I so wish that Linux had a reasonable way to use the newest C++ compilers on older systems.

It is a nightmare making a library in C++11 that will compile and link against software built with older GCC. Weird and crazy things with -Bsymbolic and static linking of libgcc and libstdc++. It's just not worth doing. So I can't use it.

I've got to hold back to lowest common denominator so I can build on Ubuntu 10.04 and CentOS 5. I feel so sorry for myself.

Meanwhile, everyone continues to make their own Point and Matrix classes ... and their own numerics functions (like cross product). It's not a big deal until you start working with lots of other libraries that each have their own Point and Matrix class that you have to convert to/from.

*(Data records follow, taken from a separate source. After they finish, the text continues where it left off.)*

//! # tm-model
//!
//! Data-flow diagram model for threat-modeling agent architectures.
//!
//! A model is a flat set of trust [`Boundary`] values, [`Element`]s (actors,
//! servers, lambdas, processes, datastores) placed in boundaries, and
//! directed [`Dataflow`]s between elements. Every entity carries typed
//! security [`Controls`] drawn from a fixed registry.
//!
//! ## Key invariants
//!
//! - **Write once**: models are populated through [`ModelBuilder`] and frozen
//!   into a [`ThreatModel`] with no mutating methods.
//! - **Atomic registration**: a rejected `add_*` call leaves the builder
//!   unchanged.
//! - **No dangling references**: boundary references and dataflow endpoints
//!   must already be registered.
//! - **Defaults, not errors**: unset control flags read as their registry
//!   default.

pub mod controls;
pub mod entity;
pub mod error;
pub mod graph;
pub mod ids;

pub use controls::{Controls, EntityKind, FlagKind, FlagSpec, FlagValue};
pub use entity::{
    Boundary, BoundarySpec, Dataflow, DataflowSpec, Element, ElementKind, ElementSpec,
};
pub use error::ModelError;
pub use graph::{ModelBuilder, ModelSnapshot, ThreatModel};
pub use ids::{BoundaryId, DataflowId, ElementId, TargetKind, TargetRef};
// catalog.rs - Indexed, immutable set of threat definitions.
//
// A catalog document (YAML or JSON) has one top-level key:
//
//   threats:
//     - id: DE01
//       description: Data in transit is not encrypted
//       target: dataflow
//       condition:
//         flag: { name: isEncrypted, value: false }
//
// The built-in rule set lives in `rules/builtin.yaml` and is embedded at
// compile time.

use std::collections::HashMap;
use std::path::Path;

use serde::{Deserialize, Serialize};
use tm_model::{controls, TargetKind};

use crate::error::CatalogError;
use crate::threat::Threat;

const BUILTIN_RULES: &str = include_str!("../rules/builtin.yaml");

#[derive(Debug, Serialize, Deserialize)]
struct CatalogDocument {
    #[serde(default)]
    threats: Vec<Threat>,
}

/// Threat definitions indexed by id, iterated in declaration order.
#[derive(Debug, Clone, Default)]
pub struct ThreatCatalog {
    threats: Vec<Threat>,
    index: HashMap<String, usize>,
}

impl ThreatCatalog {
    /// Build a catalog, validating every definition.
    pub fn new(threats: Vec<Threat>) -> Result<Self, CatalogError> {
        let mut index = HashMap::with_capacity(threats.len());
        for (pos, threat) in threats.iter().enumerate() {
            check_threat(threat)?;
            if index.insert(threat.id.clone(), pos).is_some() {
                return Err(CatalogError::DuplicateThreatId(threat.id.clone()));
            }
        }
        tracing::debug!(threats = threats.len(), "threat catalog built");
        Ok(Self { threats, index })
    }

    pub fn empty() -> Self {
        Self::default()
    }

    pub fn from_yaml_str(s: &str) -> Result<Self, CatalogError> {
        let doc: CatalogDocument = serde_yaml::from_str(s)?;
        Self::new(doc.threats)
    }

    pub fn from_json_str(s: &str) -> Result<Self, CatalogError> {
        let doc: CatalogDocument = serde_json::from_str(s)?;
        Self::new(doc.threats)
    }

    /// Load a catalog file, choosing the parser by extension.
    pub fn load(path: &Path) -> Result<Self, CatalogError> {
        let ext = path
            .extension()
            .and_then(|e| e.to_str())
            .map(|e| e.to_ascii_lowercase());
        let json = match ext.as_deref() {
            Some("yaml") | Some("yml") => false,
            Some("json") => true,
            _ => return Err(CatalogError::UnsupportedFormat(path.to_path_buf())),
        };
        let content = std::fs::read_to_string(path).map_err(|source| CatalogError::Io {
            path: path.to_path_buf(),
            source,
        })?;
        let catalog = if json {
            Self::from_json_str(&content)?
        } else {
            Self::from_yaml_str(&content)?
        };
        tracing::info!(path = %path.display(), threats = catalog.len(), "loaded threat catalog");
        Ok(catalog)
    }

    /// The embedded rule set for agent architectures.
    pub fn builtin() -> Result<Self, CatalogError> {
        Self::from_yaml_str(BUILTIN_RULES)
    }

    /// Append another catalog's threats after this one's.
    ///
    /// Ids must stay unique across both; a collision is an error rather
    /// than a silent override.
    pub fn merge(self, other: ThreatCatalog) -> Result<Self, CatalogError> {
        let mut threats = self.threats;
        threats.extend(other.threats);
        Self::new(threats)
    }

    pub fn get(&self, id: &str) -> Option<&Threat> {
        self.index.get(id).map(|&pos| &self.threats[pos])
    }

    pub fn contains(&self, id: &str) -> bool {
        self.index.contains_key(id)
    }

    pub fn iter(&self) -> impl Iterator<Item = &Threat> {
        self.threats.iter()
    }

    /// Threats evaluated against targets of `kind`.
    pub fn for_kind(&self, kind: TargetKind) -> impl Iterator<Item = &Threat> {
        self.threats.iter().filter(move |t| t.target == kind)
    }

    pub fn len(&self) -> usize {
        self.threats.len()
    }

    pub fn is_empty(&self) -> bool {
        self.threats.is_empty()
    }
}

fn check_threat(threat: &Threat) -> Result<(), CatalogError> {
    for flag in threat.condition.referenced_flags() {
        if controls::lookup(flag).is_none() {
            return Err(CatalogError::UnknownFlag {
                threat: threat.id.clone(),
                flag: flag.to_string(),
            });
        }
    }
    if let Some(score) = threat.score {
        if !(0.0..=10.0).contains(&score) {
            return Err(CatalogError::InvalidScore {
                threat: threat.id.clone(),
                score,
            });
        }
    }
    if !threat.element_kinds.is_empty() && threat.target != TargetKind::Element {
        return Err(CatalogError::KindFilterOnNonElement {
            threat: threat.id.clone(),
            target: threat.target,
        });
    }
    Ok(())
}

I seriously believe they should standardize a very basic N-D Point/Vector utility struct/class with basic operations (some of which exist with obscure names in <numeric>). The same goes with Matrix, and while contentious, I'm not suggesting to standardize some crazy sparse Matrix/Vector data structure but something that can be used to do, oh, solve small dense linear systems efficiently and in a numerically stable way. Maybe throw SVD and eigenvalue algorithms in there (everyone keeps rewriting these too ... let's see, Linpack, Lapack, OpenCV, Eigen ... am I missing any?).

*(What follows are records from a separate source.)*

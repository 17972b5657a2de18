//! # tm-threats
//!
//! Threat catalog for data-flow threat models.
//!
//! A [`Threat`] names the kind of target it is evaluated against (element,
//! dataflow or boundary) and a structured [`Condition`] over control flags.
//! [`ThreatCatalog`] holds the definitions indexed by id.
//!
//! ## Key invariants
//!
//! - **Unique ids**: a catalog never holds two threats with the same id.
//! - **Known flags**: every flag a condition names exists in the control
//!   registry; misspellings are rejected at load time.
//! - **Pure predicates**: evaluating a condition only reads the model.

pub mod catalog;
pub mod condition;
pub mod error;
pub mod threat;

pub use catalog::ThreatCatalog;
pub use condition::{CompareOp, Condition, ConditionStep, FlagTest, KindTest, Scope, Subject};
pub use error::{CatalogError, EvalError};
pub use threat::{Severity, Threat};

But yeah, QPoint, vnl_vector, vtkMatrix, vnl_matrix, QMatrix, boost? This is really really stupid. These utility classes and many algorithms associated with them are so common that they really should be standard.

From a numerics point of view, C++ is still about as usable as it was back in C++03. At least they expanded on random number generators.

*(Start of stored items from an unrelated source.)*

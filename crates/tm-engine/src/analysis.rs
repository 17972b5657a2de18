// analysis.rs - The "process" pipeline: match, reconcile, report.

use chrono::{DateTime, Utc};
use serde::{Deserialize, Serialize};
use tm_model::ThreatModel;
use tm_threats::ThreatCatalog;
use uuid::Uuid;

use crate::error::EngineError;
use crate::finding::{Finding, Response};
use crate::matcher::match_threats;
use crate::overrides::{reconcile, OverrideStore};

/// Finding counts by response.
#[derive(Debug, Clone, Default, PartialEq, Eq, Serialize, Deserialize)]
pub struct Summary {
    pub total: usize,
    pub unmitigated: usize,
    pub mitigated: usize,
    pub accepted: usize,
    pub rejected: usize,
}

impl Summary {
    pub fn from_findings(findings: &[Finding]) -> Self {
        let mut summary = Summary {
            total: findings.len(),
            ..Default::default()
        };
        for f in findings {
            match f.response {
                Response::Unmitigated => summary.unmitigated += 1,
                Response::Mitigated => summary.mitigated += 1,
                Response::Accepted => summary.accepted += 1,
                Response::Rejected => summary.rejected += 1,
            }
        }
        summary
    }
}

/// Read model handed to report generators.
#[derive(Debug, Clone, Serialize, Deserialize)]
pub struct AnalysisReport {
    pub model: String,
    pub run_id: Uuid,
    pub generated_at: DateTime<Utc>,
    /// Number of threats evaluated.
    pub threats_evaluated: usize,
    pub findings: Vec<Finding>,
    pub summary: Summary,
    /// Override replacements and other non-fatal notices.
    #[serde(default, skip_serializing_if = "Vec::is_empty")]
    pub diagnostics: Vec<String>,
}

impl AnalysisReport {
    pub fn unmitigated(&self) -> impl Iterator<Item = &Finding> {
        self.findings
            .iter()
            .filter(|f| f.response == Response::Unmitigated)
    }

    pub fn finding(&self, id: &str) -> Option<&Finding> {
        self.findings.iter().find(|f| f.id == id)
    }
}

/// Run the catalog against a frozen model and reconcile with overrides.
///
/// Overrides are validated first; any configuration error aborts the run
/// before matching starts.
pub fn analyze(
    model: &ThreatModel,
    catalog: &ThreatCatalog,
    overrides: &OverrideStore,
) -> Result<AnalysisReport, EngineError> {
    overrides.validate(model, catalog)?;
    let candidates = match_threats(model, catalog)?;
    let candidate_count = candidates.len();
    let findings = reconcile(candidates, overrides)?;
    let summary = Summary::from_findings(&findings);

    tracing::info!(
        model = %model.name(),
        candidates = candidate_count,
        findings = summary.total,
        unmitigated = summary.unmitigated,
        "analysis complete"
    );

    Ok(AnalysisReport {
        model: model.name().to_string(),
        run_id: Uuid::new_v4(),
        generated_at: Utc::now(),
        threats_evaluated: catalog.len(),
        findings,
        summary,
        diagnostics: overrides.diagnostics().to_vec(),
    })
}

#[cfg(test)]
mod tests {
    use super::*;
    use crate::overrides::Override;
    use tm_model::{ElementSpec, ModelBuilder, TargetRef};

    fn catalog() -> ThreatCatalog {
        ThreatCatalog::from_yaml_str(
            r#"
threats:
  - id: H
    description: Unhardened server
    target: element
    score: 5.0
    condition:
      flag: { name: isHardened, value: false }
"#,
        )
        .unwrap()
    }

    #[test]
    fn summary_counts_by_response() {
        let mut b = ModelBuilder::new("m");
        let a = b.add_element(ElementSpec::server("A").with_id("a")).unwrap();
        b.add_element(ElementSpec::server("B").with_id("b")).unwrap();
        let model = b.build();

        let mut store = OverrideStore::new();
        store.add(Override::new(TargetRef::element(&a), "H", Response::Mitigated));
        let report = analyze(&model, &catalog(), &store).unwrap();

        assert_eq!(report.model, "m");
        assert_eq!(report.threats_evaluated, 1);
        assert_eq!(
            report.summary,
            Summary {
                total: 2,
                unmitigated: 1,
                mitigated: 1,
                accepted: 0,
                rejected: 0
            }
        );
        assert_eq!(report.unmitigated().count(), 1);
        assert_eq!(report.finding("H:b").unwrap().severity, Some(5.0));
    }

    #[test]
    fn invalid_override_aborts_before_matching() {
        let mut b = ModelBuilder::new("m");
        let a = b.add_element(ElementSpec::server("A")).unwrap();
        let model = b.build();
        let mut store = OverrideStore::new();
        store.add(Override::new(TargetRef::element(&a), "MISSING", Response::Accepted));
        assert!(matches!(
            analyze(&model, &catalog(), &store),
            Err(EngineError::UnknownOverrideThreat { .. })
        ));
    }

    #[test]
    fn report_serializes_to_json() {
        let model = ModelBuilder::new("empty").build();
        let report = analyze(&model, &catalog(), &OverrideStore::new()).unwrap();
        let json = serde_json::to_value(&report).unwrap();
        assert_eq!(json["summary"]["total"], 0);
        assert!(json.get("diagnostics").is_none());
        let restored: AnalysisReport = serde_json::from_value(json).unwrap();
        assert_eq!(restored.run_id, report.run_id);
    }
}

Well, Qt maps EVERYTHING. There is QList, QMap and i am very sure there is a QMatrix no matter std::matrix exists or not ...
I am unsure whether a standard math lib is really 100% a good thing or not...

Yup. VERY usable and flexible.

I dont think adding libraries that are of use for a rather small part of the users as standard makes sense. The Java`s and DotNets already proved how much of a mess this gets with several hundred megabytes of libraries in several incompatible versions. Unless there proves to be one way to make almost everyone happy, just keep those libs external. The fact that there are numerous numerics and Linear algebra libraries kinda implies that this isnt the case.

Just think of how you would scale down the library for use on embedded targets, where C/C++ is often the only thing available. You can adopt a C/C++ Library by providing mabye 2 dozend of functions (malloc, filedescriptors, locks, threads).
This is the nice thing of C/C++ - it runs anywhere, pulling in libraries for every occasion will make that harder.

You already reap the benefits of a standard math library. You can use std::sin, std::cos, std::tan, std::atan, std::atan2, std::acos, std::asin, std::sqrt, std::cbrt, std::log, std::log2, std::log10, etc...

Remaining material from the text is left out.